49% of npm MCP Packages Have Security Findings
We analyzed 2,386 npm packages tagged as MCP servers or tools. 35,858 tool definitions. 49% have at least one security finding. 27% are HIGH or CRITICAL. The npm MCP ecosystem has a security problem.
Methodology
We pulled every npm package matching the queries `mcp-server`, `mcp-tool`, `model-context-protocol`, and `@modelcontextprotocol` from the npm registry. This yielded 2,386 unique packages containing a combined 35,858 tool definitions. We ran ATR v0.4.0 (71 rules) against every package. We also inspected package.json for postinstall scripts, analyzed dependency trees for known vulnerabilities, and checked for typosquatting against the top 100 most-downloaded MCP packages.
Headline Numbers
49% of all packages (1,169 of 2,386) had at least one security finding. 27% (644 packages) were rated HIGH or CRITICAL severity. The breakdown by severity: | Severity | Packages | Percentage | |----------|----------|------------| | CRITICAL | 89 | 3.7% | | HIGH | 555 | 23.3% | | MEDIUM | 312 | 13.1% | | LOW | 213 | 8.9% | | CLEAN | 1,217 | 51.0% |
The Triple Threat on npm
10.4% of packages (248 of 2,386) combined shell execution, network access, and filesystem operations -- what we call the "triple threat" pattern. This is 4x the rate we see in the broader ClawHub ecosystem (2.6%). npm MCP packages are more likely to be full-stack tools that need broad system access, which makes the attack surface larger and the line between legitimate and malicious harder to draw.
postinstall Scripts: The Silent Execution Vector
122 packages (5.1%) had postinstall scripts in their package.json. These scripts execute during `npm install`, before any code review happens. The ua-parser-js supply chain attack (CVE-2021-43616, 7.8M weekly downloads compromised) used exactly this vector -- a clean package for years, then one update added a postinstall script that installed a cryptominer. We found 18 packages where the postinstall content was obfuscated or fetched remote code at install time.

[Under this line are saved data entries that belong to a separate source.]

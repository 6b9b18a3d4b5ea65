// ABOUTME: Shared fixtures for integration tests
// ABOUTME: Builders for measurements and reference-zone instants

#![allow(dead_code)]

use chrono::{DateTime, NaiveDate, TimeZone, Utc};
use chrono_tz::Europe::Berlin;
use ponderal::{RecordedBy, WeightMeasurement};
use uuid::Uuid;

/// Patient-authored measurement with neutral flags.
pub fn measurement(subject_id: Uuid, date: &str, weight: f64) -> WeightMeasurement {
    WeightMeasurement {
        id: Uuid::new_v4(),
        subject_id,
        weight,
        measurement_date: date.parse().expect("valid date literal"),
        recorded_by: RecordedBy::Patient,
        is_backfill: false,
        is_outlier: false,
        outlier_confirmed: None,
        note: None,
        created_at: Utc::now(),
        updated_at: Utc::now(),
    }
}

/// Caregiver-authored variant of [`measurement`].
pub fn caregiver_measurement(subject_id: Uuid, date: &str, weight: f64) -> WeightMeasurement {
    WeightMeasurement {
        recorded_by: RecordedBy::Caregiver,
        ..measurement(subject_id, date, weight)
    }
}

/// Ordered series from (date, weight) pairs for one subject.
pub fn series(pairs: &[(&str, f64)]) -> Vec<WeightMeasurement> {
    let subject_id = Uuid::new_v4();
    pairs
        .iter()
        .map(|(date, weight)| measurement(subject_id, date, *weight))
        .collect()
}

/// UTC instant for a Berlin wall-clock time.
pub fn berlin_instant(y: i32, m: u32, d: u32, h: u32, min: u32, s: u32) -> DateTime<Utc> {
    Berlin
        .with_ymd_and_hms(y, m, d, h, min, s)
        .single()
        .expect("unambiguous local time")
        .with_timezone(&Utc)
}

/// Parse a date literal.
pub fn date(value: &str) -> NaiveDate {
    value.parse().expect("valid date literal")
}
//! Plain-text maze layouts.
//!
//! One line per row, one character per cell: `#` barrier, `s` start,
//! `e` end, anything else empty. There is no header; the grid size is fixed
//! by whoever owns the [`Grid`], and the text is cropped or padded to fit.

use std::fmt;
use std::io;
use std::path::{Path, PathBuf};

use log::{info, warn};

use crate::cell::Role;
use crate::grid::{Grid, RoleError};

/// Errors raised while loading a maze.
#[derive(Debug, thiserror::Error)]
pub enum MazeError {
    #[error("cannot read maze file {}", .path.display())]
    Io {
        path: PathBuf,
        #[source]
        source: io::Error,
    },
    #[error("maze line {line}, column {column}")]
    Role {
        line: usize,
        column: usize,
        #[source]
        source: RoleError,
    },
}

/// A decoded maze: rows of roles, possibly ragged.
#[derive(Clone, Debug, Default, PartialEq, Eq)]
pub struct Maze {
    pub(crate) rows: Vec<Vec<Role>>,
}

impl Maze {
    /// Decode maze text. Never fails: unknown characters are empty cells.
    pub fn parse(text: &str) -> Self {
        let rows = text
            .lines()
            .map(|line| line.chars().map(Role::from_char).collect())
            .collect();
        Self { rows }
    }

    /// A `size × size` maze with every cell set to `role`.
    pub fn filled(size: usize, role: Role) -> Self {
        Self {
            rows: vec![vec![role; size]; size],
        }
    }

    /// Number of rows.
    pub fn height(&self) -> usize {
        self.rows.len()
    }

    /// Length of the longest row.
    pub fn width(&self) -> usize {
        self.rows.iter().map(Vec::len).max().unwrap_or(0)
    }

    /// Role at `(row, col)`; positions past a short row are empty.
    pub fn role_at(&self, row: usize, col: usize) -> Role {
        self.rows
            .get(row)
            .and_then(|r| r.get(col))
            .copied()
            .unwrap_or_default()
    }

    pub(crate) fn set(&mut self, row: usize, col: usize, role: Role) {
        if let Some(cell) = self.rows.get_mut(row).and_then(|r| r.get_mut(col)) {
            *cell = role;
        }
    }
}

impl fmt::Display for Maze {
    fn fmt(&self, f: &mut fmt::Formatter<'_>) -> fmt::Result {
        for row in &self.rows {
            for role in row {
                write!(f, "{}", role.as_char())?;
            }
            writeln!(f)?;
        }
        Ok(())
    }
}

impl Grid {
    /// Replace every role on the grid with the ones from `maze`.
    ///
    /// Cells the maze does not cover become empty; rows and columns past the
    /// grid are dropped with a warning. All search state is cleared. If the
    /// maze holds a second start or end, nothing changes and the offending
    /// character's 1-based position is reported.
    pub fn apply_maze(&mut self, maze: &Maze) -> Result<(), MazeError> {
        let size = self.size();
        let (mut fresh, _) = Grid::new(size, size as i32 * self.cell_width());

        for (row, roles) in maze.rows.iter().enumerate() {
            if row >= size {
                warn!(
                    "maze has {} rows, ignoring those past {size}",
                    maze.height()
                );
                break;
            }
            if roles.len() > size {
                warn!(
                    "maze line {} has {} cells, ignoring those past {size}",
                    row + 1,
                    roles.len()
                );
            }
            for (col, &role) in roles.iter().take(size).enumerate() {
                fresh
                    .set_role(row, col, role)
                    .map_err(|source| MazeError::Role {
                        line: row + 1,
                        column: col + 1,
                        source,
                    })?;
            }
        }

        *self = fresh;
        Ok(())
    }
}

/// Read the maze file at `path` and apply it to `grid`.
pub fn load_maze(path: &Path, grid: &mut Grid) -> Result<(), MazeError> {
    let text = std::fs::read_to_string(path).map_err(|source| MazeError::Io {
        path: path.to_path_buf(),
        source,
    })?;
    grid.apply_maze(&Maze::parse(&text))?;
    info!("loaded maze from {}", path.display());
    Ok(())
}

#[cfg(test)]
mod tests {
    use super::*;
    use crate::observer::NoopObserver;

    fn roles(grid: &Grid) -> String {
        grid.to_maze_string()
    }

    #[test]
    fn parse_and_apply() {
        let (mut grid, _) = Grid::new(3, 30);
        grid.apply_maze(&Maze::parse("#s.\n..e\n#x#\n")).unwrap();
        assert_eq!(roles(&grid), "#s.\n..e\n#.#\n");
        assert_eq!(grid.find_start(), grid.id(0, 1));
        assert_eq!(grid.find_end(), grid.id(1, 2));
        assert_eq!(grid.cell_width(), 10);
    }

    #[test]
    fn short_lines_and_missing_rows_are_empty() {
        let (mut grid, _) = Grid::new(4, 4);
        grid.apply_maze(&Maze::parse("#\ns#\n")).unwrap();
        assert_eq!(roles(&grid), "#...\ns#..\n....\n....\n");
    }

    #[test]
    fn overflow_is_cropped() {
        let (mut grid, _) = Grid::new(2, 2);
        grid.apply_maze(&Maze::parse("..s\n#.\ne.\n")).unwrap();
        assert_eq!(roles(&grid), "..\n#.\n");
        assert!(grid.find_start().is_none());
        assert!(grid.find_end().is_none());
    }

    #[test]
    fn crlf_lines() {
        let (mut grid, _) = Grid::new(2, 2);
        grid.apply_maze(&Maze::parse("s#\r\n.e\r\n")).unwrap();
        assert_eq!(roles(&grid), "s#\n.e\n");
    }

    #[test]
    fn second_start_is_rejected_without_changes() {
        let (mut grid, _) = Grid::new(3, 3);
        grid.set_role(2, 2, Role::Barrier).unwrap();
        let err = grid.apply_maze(&Maze::parse("s..\n..s\n")).unwrap_err();
        match err {
            MazeError::Role {
                line,
                column,
                source,
            } => {
                assert_eq!((line, column), (2, 3));
                assert_eq!(
                    source,
                    RoleError::AlreadyPlaced {
                        role: Role::Start,
                        row: 0,
                        col: 0
                    }
                );
            }
            other => panic!("unexpected error: {other}"),
        }
        assert_eq!(roles(&grid), "...\n...\n..#\n");
    }

    #[test]
    fn apply_replaces_roles_and_search_state() {
        let (mut grid, _) = Grid::new(3, 3);
        grid.set_role(0, 0, Role::Start).unwrap();
        grid.set_role(2, 2, Role::End).unwrap();
        grid.search(&mut NoopObserver).unwrap();
        assert!(grid.iter().any(|(_, c)| c.on_path()));

        grid.apply_maze(&Maze::parse("e.s\n")).unwrap();
        assert_eq!(roles(&grid), "e.s\n...\n...\n");
        assert!(grid.iter().all(|(_, c)| !c.on_path() && !c.visited()));
    }

    #[test]
    fn display_matches_grid_encoding() {
        let text = "#s#\n..#\n#e.\n";
        let maze = Maze::parse(text);
        assert_eq!(maze.to_string(), text);
        assert_eq!((maze.width(), maze.height()), (3, 3));
        assert_eq!(maze.role_at(2, 1), Role::End);
        assert_eq!(maze.role_at(7, 7), Role::Empty);

        let (mut grid, _) = Grid::new(3, 3);
        grid.apply_maze(&maze).unwrap();
        assert_eq!(grid.to_maze_string(), text);
    }

    #[test]
    fn load_from_file() {
        let path = std::env::temp_dir().join(format!("astarviz-maze-{}.txt", std::process::id()));
        std::fs::write(&path, "s.\n#e\n").unwrap();
        let (mut grid, _) = Grid::new(2, 2);
        let result = load_maze(&path, &mut grid);
        std::fs::remove_file(&path).ok();
        result.unwrap();
        assert_eq!(roles(&grid), "s.\n#e\n");
    }

    #[test]
    fn missing_file_reports_path() {
        let path = Path::new("/nonexistent/astarviz/maze.txt");
        let (mut grid, _) = Grid::new(2, 2);
        let err = load_maze(path, &mut grid).unwrap_err();
        assert!(matches!(err, MazeError::Io { .. }));
        assert!(err.to_string().contains("/nonexistent/astarviz/maze.txt"));
    }
}
//! astarviz — an interactive terminal visualizer for A* search on a grid.

pub mod colors;
pub mod config;
pub mod model;

pub use config::VisualizerConfig;
pub use model::{Mode, Outcome, Visualizer, blank_grid, pick, render};
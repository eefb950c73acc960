//! Elm-architecture Model implementation.

use std::fmt;
use std::thread;

use astarviz_core::{
    AttrMask, Canvas, Effect, Glyph, Key, Model, MouseAction, Msg, Point, Range, Screen, Style,
};
use astarviz_paths::{CellId, Grid, MazeGen, Role, Step};
use log::{debug, info, warn};
use rand::SeedableRng;
use rand::rngs::StdRng;

use crate::colors::*;
use crate::config::VisualizerConfig;

/// Terminal columns per cell.
pub const CELL_COLS: i32 = 2;
/// Terminal rows per cell.
pub const CELL_ROWS: i32 = 1;
/// Top-left corner of the board on screen; row 0 holds the title.
pub const BOARD_ORIGIN: Point = Point::new(0, 1);

const MIN_WIDTH: i32 = 48;
const TITLE: &str = "A* pathfinding";
const HINTS: &str = "space run  c clear  r reset  g maze  q quit";

/// A blank `size × size` board laid out for the terminal.
pub fn blank_grid(size: usize) -> Grid {
    Grid::new(size, size as i32 * CELL_COLS).0
}

/// What the next left click places.
#[derive(Debug, Clone, Copy, PartialEq, Eq)]
pub enum Mode {
    Start,
    End,
    Barrier,
}

impl Mode {
    /// The mode that fills the first missing endpoint of `grid`.
    pub fn for_grid(grid: &Grid) -> Self {
        if grid.find_start().is_none() {
            Self::Start
        } else if grid.find_end().is_none() {
            Self::End
        } else {
            Self::Barrier
        }
    }

    fn role(self) -> Role {
        match self {
            Self::Start => Role::Start,
            Self::End => Role::End,
            Self::Barrier => Role::Barrier,
        }
    }
}

impl fmt::Display for Mode {
    fn fmt(&self, f: &mut fmt::Formatter<'_>) -> fmt::Result {
        fmt::Display::fmt(&self.role(), f)
    }
}

/// Result of the last search, shown on the status line.
#[derive(Debug, Clone, Copy, PartialEq, Eq)]
pub enum Outcome {
    Idle,
    Searching,
    /// Path found; the value is its length in moves.
    Found(usize),
    NoPath,
    MissingEndpoints,
}

impl fmt::Display for Outcome {
    fn fmt(&self, f: &mut fmt::Formatter<'_>) -> fmt::Result {
        match self {
            Self::Idle => Ok(()),
            Self::Searching => f.write_str("searching..."),
            Self::Found(n) => write!(f, "path found: {n} steps"),
            Self::NoPath => f.write_str("no path"),
            Self::MissingEndpoints => f.write_str("place a start and an end first"),
        }
    }
}

/// The interactive A* visualizer.
pub struct Visualizer {
    grid: Grid,
    mode: Mode,
    outcome: Outcome,
    /// Set after a search; edits are ignored until `c` or `r`.
    locked: bool,
    mapgen: MazeGen<StdRng>,
    config: VisualizerConfig,
}

impl Visualizer {
    /// Build the visualizer around an initial board, which may already hold
    /// a loaded maze.
    pub fn new(config: VisualizerConfig, grid: Grid) -> Self {
        let rng = match config.seed {
            Some(seed) => StdRng::seed_from_u64(seed),
            None => StdRng::from_os_rng(),
        };
        Self {
            mode: Mode::for_grid(&grid),
            grid,
            outcome: Outcome::Idle,
            locked: false,
            mapgen: MazeGen::new(rng),
            config,
        }
    }

    pub fn grid(&self) -> &Grid {
        &self.grid
    }

    pub fn mode(&self) -> Mode {
        self.mode
    }

    pub fn outcome(&self) -> Outcome {
        self.outcome
    }

    pub fn locked(&self) -> bool {
        self.locked
    }

    /// Screen size needed for the board and the lines around it.
    pub fn screen_size(&self) -> (i32, i32) {
        let size = self.config.size as i32;
        ((size * CELL_COLS).max(MIN_WIDTH), size * CELL_ROWS + 3)
    }

    fn board(&self) -> Range {
        let side = self.grid.size() as i32;
        Range::new(
            BOARD_ORIGIN.x,
            BOARD_ORIGIN.y,
            BOARD_ORIGIN.x + side * CELL_COLS,
            BOARD_ORIGIN.y + side * CELL_ROWS,
        )
    }

    // -------------------------------------------------------------------
    // Update
    // -------------------------------------------------------------------

    fn handle_key(&mut self, key: Key, canvas: &mut dyn Canvas) -> Option<Effect> {
        match key {
            Key::Space => self.run_search(canvas),
            Key::Char('c') => {
                self.grid.reset_search();
                self.locked = false;
                self.outcome = Outcome::Idle;
            }
            Key::Char('r') => self.reset(),
            Key::Char('g') => self.generate_maze(),
            Key::Char('q') | Key::Escape => return Some(Effect::End),
            _ => {}
        }
        None
    }

    fn handle_mouse(&mut self, action: MouseAction, pos: Point) {
        if self.locked {
            return;
        }
        let Some(id) = pick(&self.grid, pos) else {
            return;
        };
        match action {
            MouseAction::Main | MouseAction::DragMain => self.place(id),
            MouseAction::Secondary | MouseAction::DragSecondary => self.erase(id),
            _ => {}
        }
    }

    fn place(&mut self, id: CellId) {
        let cell = &self.grid[id];
        if cell.role() != Role::Empty {
            return;
        }
        let (row, col) = (cell.row(), cell.col());
        let role = self.mode.role();
        match self.grid.set_role(row, col, role) {
            Ok(()) => {
                debug!("placed {role} at ({row}, {col})");
                self.mode = Mode::for_grid(&self.grid);
            }
            Err(e) => debug!("click ignored: {e}"),
        }
    }

    fn erase(&mut self, id: CellId) {
        let cell = &self.grid[id];
        let (row, col) = (cell.row(), cell.col());
        match self.grid.clear_role(row, col) {
            Ok(Role::Empty) => {}
            Ok(role) => {
                debug!("cleared {role} at ({row}, {col})");
                self.mode = Mode::for_grid(&self.grid);
            }
            Err(e) => debug!("click ignored: {e}"),
        }
    }

    /// Run A* on the current board, animating every step.
    fn run_search(&mut self, canvas: &mut dyn Canvas) {
        let delay = self.config.step_delay;
        let mode = self.mode;
        let mut frames = 0usize;

        let result = {
            let mut observer = |grid: &Grid, _step: Step| {
                canvas.present(&mut |screen: &mut Screen| {
                    draw_view(grid, mode, Outcome::Searching, true, screen)
                });
                frames += 1;
                if !delay.is_zero() {
                    thread::sleep(delay);
                }
            };
            self.grid.search(&mut observer)
        };

        match result {
            Ok(found) => {
                self.outcome = match self.grid.find_end() {
                    Some(end) if found => Outcome::Found(self.grid.path_len(end)),
                    _ => Outcome::NoPath,
                };
                self.locked = true;
                debug!("search animated in {frames} frames");
            }
            Err(e) => {
                info!("search not started: {e}");
                self.outcome = Outcome::MissingEndpoints;
            }
        }
    }

    fn reset(&mut self) {
        self.grid = blank_grid(self.config.size);
        self.mode = Mode::Start;
        self.outcome = Outcome::Idle;
        self.locked = false;
    }

    /// Replace the board with a freshly generated maze.
    pub fn generate_maze(&mut self) {
        let maze = self.mapgen.generate(self.config.size);
        if let Err(e) = self.grid.apply_maze(&maze) {
            warn!("generated maze rejected: {e}");
            return;
        }
        self.mode = Mode::for_grid(&self.grid);
        self.outcome = Outcome::Idle;
        self.locked = false;
    }
}

impl Model for Visualizer {
    fn update(&mut self, msg: Msg, canvas: &mut dyn Canvas) -> Option<Effect> {
        match self.board().rel_msg(msg) {
            Msg::KeyDown { key, .. } => self.handle_key(key, canvas),
            Msg::Mouse { action, pos, .. } => {
                self.handle_mouse(action, pos);
                None
            }
            _ => None,
        }
    }

    fn draw(&self, screen: &mut Screen) {
        draw_view(&self.grid, self.mode, self.outcome, self.locked, screen);
    }
}

// ---------------------------------------------------------------------------
// Rendering
// ---------------------------------------------------------------------------

/// Map a board-relative terminal position to the cell under it.
pub fn pick(grid: &Grid, pos: Point) -> Option<CellId> {
    if pos.x < 0 || pos.y < 0 {
        return None;
    }
    let world = Point::new(pos.x, pos.y * grid.cell_width() / CELL_ROWS);
    grid.locate(world)
}

/// Paint every cell of `grid` as a coloured block with its top-left corner
/// at `origin`.
pub fn render(grid: &Grid, screen: &mut Screen, origin: Point) {
    let cw = grid.cell_width();
    for (_, cell) in grid.iter() {
        let p = cell.position();
        let top_left = origin + Point::new(p.x * CELL_COLS / cw, p.y * CELL_ROWS / cw);
        let glyph = Glyph::default().with_style(Style::default().with_bg(cell_color(cell)));
        for dy in 0..CELL_ROWS {
            for dx in 0..CELL_COLS {
                screen.set(top_left.shift(dx, dy), glyph);
            }
        }
    }
}

fn draw_view(grid: &Grid, mode: Mode, outcome: Outcome, locked: bool, screen: &mut Screen) {
    screen.fill(Glyph::default());
    screen.text(
        Point::ZERO,
        TITLE,
        Style::default().with_attrs(AttrMask::BOLD),
    );
    render(grid, screen, BOARD_ORIGIN);

    let y = BOARD_ORIGIN.y + grid.size() as i32 * CELL_ROWS;
    let placing = if locked {
        "placing: locked (c to edit)".to_string()
    } else {
        format!("placing: {mode}")
    };
    let n = screen.text(Point::new(0, y), &placing, Style::default().with_fg(FG));
    let fg = match outcome {
        Outcome::Found(_) => FG_OK,
        Outcome::NoPath | Outcome::MissingEndpoints => FG_WARN,
        _ => FG,
    };
    screen.text(
        Point::new(n as i32 + 2, y),
        &outcome.to_string(),
        Style::default().with_fg(fg),
    );
    screen.text(Point::new(0, y + 1), HINTS, Style::default().with_fg(FG_DIM));
}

Prompt Injection Is the Most Common Finding
The single most triggered ATR rule was ATR-PI-001 (prompt injection in tool descriptions). 312 packages contained tool descriptions with instruction-like content that could override the user intent of the calling LLM. Patterns include: hidden `<IMPORTANT>` blocks (47 packages), role reassignment instructions (89 packages), and "ignore previous instructions" variants (31 packages). Not all of these are intentionally malicious -- some are clumsy attempts at providing context to the LLM. But the effect is the same: the tool description becomes an attack vector.
Typosquatting Is Active and Targeted
We identified a cluster we call SANDWORM_MODE: 19 typosquatted packages targeting popular MCP tools. Examples include `claud-code` (targeting `claude-code`), `cloude-code`, and `opencraw` (targeting `openclaw`). These packages had minimal functionality but contained postinstall scripts that harvested SSH keys and environment variables. All 19 have been reported to npm. As of writing, 14 have been removed. Five remain live.
What npm Should Do
npm currently has no MCP-specific security scanning. The existing `npm audit` checks dependency vulnerabilities but does not analyze tool definitions, SKILL.md files, or MCP-specific attack patterns. We believe npm should: (1) add ATR-based scanning to the publish pipeline, (2) flag packages with postinstall scripts that access network or filesystem, (3) require MCP packages to declare their capability requirements in a machine-readable manifest, and (4) surface risk scores on package pages.
What You Should Do
Before installing any MCP package: ```bash npx @panguard-ai/panguard audit <package-name> ``` This runs a pre-install security check and gives you a risk score before the package touches your system. If you have already installed MCP packages, run `pga scan` to audit everything currently on your machine.
The full dataset is available in the ATR repository. We update it weekly.